Future research could pursue several directions. First, comparative studies across cultural and national contexts would illuminate how funding regimes and cultural policies shape strategic choices. Second, longitudinal research tracking the lifecycle of exhibitions—from planning to post-mortem—would deepen understanding of learning processes and knowledge retention in institutions. Third, experimental studies could test the impact of specific interpretive strategies (e.g., layered labels, AR experiences) on learning and emotional engagement. Finally, the rise of digital and hybrid exhibitions presents rich grounds for investigating how institutions can strategically blend physical and virtual experiences to extend reach and accessibility.

In sum, exhibition-making is both an art and a management discipline. A strategic approach—grounded in research, reflexive practice, and collaborative governance—enables institutions to mount exhibitions that are intellectually rigorous, emotionally resonant, operationally sound, and publicly meaningful.

References

Alexander, E. P., & Alexander, M. (2008). Museums in Motion: An Introduction to the History and Functions of Museums (2nd ed.). AltaMira Press.

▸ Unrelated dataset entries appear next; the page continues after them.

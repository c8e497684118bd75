mod args;
mod logging;

use clap::Parser;
use serde::Serialize;
use sql_runner::prelude::*;
use sql_runner::split_input;
use tracing::Level;

use crate::args::{Args, BackendKind};
use crate::logging::LogWriter;

#[derive(Debug, Serialize)]
struct StatementSummary<'a> {
    index: usize,
    status: &'static str,
    #[serde(skip_serializing_if = "Option::is_none")]
    sql: Option<&'a str>,
    #[serde(skip_serializing_if = "Option::is_none")]
    result: Option<&'a ResultSet>,
    #[serde(skip_serializing_if = "Option::is_none")]
    class: Option<ErrorClass>,
    #[serde(skip_serializing_if = "Option::is_none")]
    severity: Option<Severity>,
    #[serde(skip_serializing_if = "Option::is_none")]
    message: Option<&'a str>,
}

impl<'a> From<&'a ExecutionOutcome> for StatementSummary<'a> {
    fn from(outcome: &'a ExecutionOutcome) -> Self {
        let mut summary = StatementSummary {
            index: outcome.index(),
            status: "skipped",
            sql: None,
            result: None,
            class: None,
            severity: None,
            message: None,
        };
        match outcome {
            ExecutionOutcome::Success(success) => {
                summary.status = "ok";
                summary.sql = Some(&success.sql);
                summary.result = Some(&success.result);
            }
            ExecutionOutcome::Failed(failure) => {
                summary.status = "failed";
                summary.sql = Some(&failure.sql);
                summary.class = Some(failure.class);
                summary.severity = Some(failure.severity);
                summary.message = Some(&failure.message);
            }
            ExecutionOutcome::Skipped { .. } => {}
        }
        summary
    }
}

fn input_of(args: &Args) -> SqlInput {
    match (&args.file, &args.sql) {
        (Some(path), _) => SqlInput::from(path.clone()),
        (None, Some(sql)) => SqlInput::from(sql.clone()),
        (None, None) => SqlInput::from(""),
    }
}

async fn connect(args: &Args) -> Result<ConfigAndPool, SqlRunnerError> {
    match args.backend {
        #[cfg(feature = "sqlite")]
        BackendKind::Sqlite => {
            ConfigAndPool::sqlite_builder(args.database.clone())
                .build()
                .await
        }
        #[cfg(feature = "postgres")]
        BackendKind::Postgres => {
            let mut builder = ConfigAndPool::postgres_builder()
                .host(args.host.clone())
                .port(args.port);
            if let Some(user) = &args.user {
                builder = builder.user(user.clone());
            }
            if let Some(password) = &args.password {
                builder = builder.password(password.clone());
            }
            if let Some(dbname) = &args.dbname {
                builder = builder.dbname(dbname.clone());
            }
            builder.build().await
        }
        #[allow(unreachable_patterns)]
        other => Err(SqlRunnerError::ConfigError(format!(
            "backend {other:?} is not compiled in"
        ))),
    }
}

async fn run(args: Args) -> Result<(), SqlRunnerError> {
    let input = input_of(&args);

    if args.dry_run {
        let statements = split_input(input, None)?.unwrap_or_default();
        for (index, statement) in statements.iter().enumerate() {
            println!("-- [{index}]\n{};", statement.display_text());
        }
        return Ok(());
    }

    let reporter = if args.json {
        Reporter::new(ReportSink::Stderr)
    } else {
        Reporter::default()
    };
    let options = RunOptions::new()
        .with_raise_errors(args.raise_errors)
        .with_has_server_binds(args.server_binds)
        .with_reporter(reporter);

    let engine = connect(&args).await?;
    let outcomes = run_queries(&engine, input, Params::None, options).await?;

    let failed = outcomes.iter().filter(|o| o.is_failed()).count();
    let skipped = outcomes.iter().filter(|o| o.is_skipped()).count();
    tracing::info!(
        statements = outcomes.len(),
        failed,
        skipped,
        "run finished"
    );

    if args.json {
        let summary: Vec<StatementSummary<'_>> = outcomes.iter().map(Into::into).collect();
        let json = serde_json::to_string_pretty(&summary)
            .map_err(|err| SqlRunnerError::Other(err.to_string()))?;
        println!("{json}");
    }
    Ok(())
}

#[tokio::main(flavor = "current_thread")]
async fn main() {
    let args = Args::parse();
    if args.no_color {
        colored::control::set_override(false);
    }
    let writer = LogWriter::new(args.log.clone()).unwrap_or_else(|err| {
        eprintln!("failed to open log file: {err}");
        std::process::exit(1);
    });

    tracing_subscriber::fmt()
        .with_writer(writer)
        .with_target(false)
        .with_ansi(!args.no_color)
        .with_max_level(if args.verbose { Level::DEBUG } else { Level::WARN })
        .init();

    if let Err(err) = run(args).await {
        eprintln!("error: {err}");
        std::process::exit(1);
    }
}
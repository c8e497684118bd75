use std::path::PathBuf;

use clap::{Parser, ValueEnum};
use serde::Serialize;

#[derive(Debug, Clone, Copy, PartialEq, Eq, ValueEnum, Serialize)]
pub(crate) enum BackendKind {
    Sqlite,
    Postgres,
}

#[derive(Parser, Debug)]
#[command(author, version, about = "Run SQL scripts one statement per transaction")]
pub(crate) struct Args {
    /// SQL text, or the path of a file holding SQL
    #[arg(required_unless_present = "file", conflicts_with = "file")]
    pub(crate) sql: Option<String>,
    /// Read statements from this file
    #[arg(long, short)]
    pub(crate) file: Option<PathBuf>,
    #[arg(long, value_enum, default_value = "sqlite")]
    pub(crate) backend: BackendKind,
    /// SQLite database path
    #[arg(long, default_value = ":memory:")]
    pub(crate) database: String,
    #[arg(long, default_value = "localhost")]
    pub(crate) host: String,
    #[arg(long, default_value_t = 5432)]
    pub(crate) port: u16,
    #[arg(long)]
    pub(crate) user: Option<String>,
    #[arg(long, env = "SQL_RUNNER_PG_PASSWORD", hide_env_values = true)]
    pub(crate) password: Option<String>,
    #[arg(long)]
    pub(crate) dbname: Option<String>,
    /// Stop at the first failed statement
    #[arg(long)]
    pub(crate) raise_errors: bool,
    /// Force driver-level (`true`) or portable (`false`) binds
    #[arg(long)]
    pub(crate) server_binds: Option<bool>,
    /// Print the split statements without connecting
    #[arg(long)]
    pub(crate) dry_run: bool,
    #[arg(long)]
    pub(crate) no_color: bool,
    /// Also write logs to this file
    #[arg(long)]
    pub(crate) log: Option<PathBuf>,
    /// Print a JSON summary of every statement
    #[arg(long)]
    pub(crate) json: bool,
    #[arg(long, short)]
    pub(crate) verbose: bool,
}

Braun, V., & Clarke, V. (2006). Using thematic analysis in psychology. Qualitative Research in Psychology, 3(2), 77–101.

Creswell, J. W. (2013). Qualitative Inquiry and Research Design: Choosing Among Five Approaches (3rd ed.). SAGE Publications.

Falk, J. H., & Dierking, L. D. (1992). The Museum Experience. Whalesback Books.

Hein, G. E. (1998). Learning in the Museum. Routledge.

Hooper-Greenhill, E. (1992). Museums and the Shaping of Knowledge. Routledge.

Lord, G. D., & Lord, B. (2002). The Manual of Museum Exhibitions. AltaMira Press.

McLean, K. (1993). Marketing the Museum. Routledge.

Pine, J. B., II, & Gilmore, J. H. (1999). The Experience Economy: Work Is Theatre & Every Business a Stage. Harvard Business School Press.

Simon, N. (2010). The Participatory Museum. Museum 2.0.

Yin, R. K. (2014). Case Study Research: Design and Methods (5th ed.). SAGE Publications.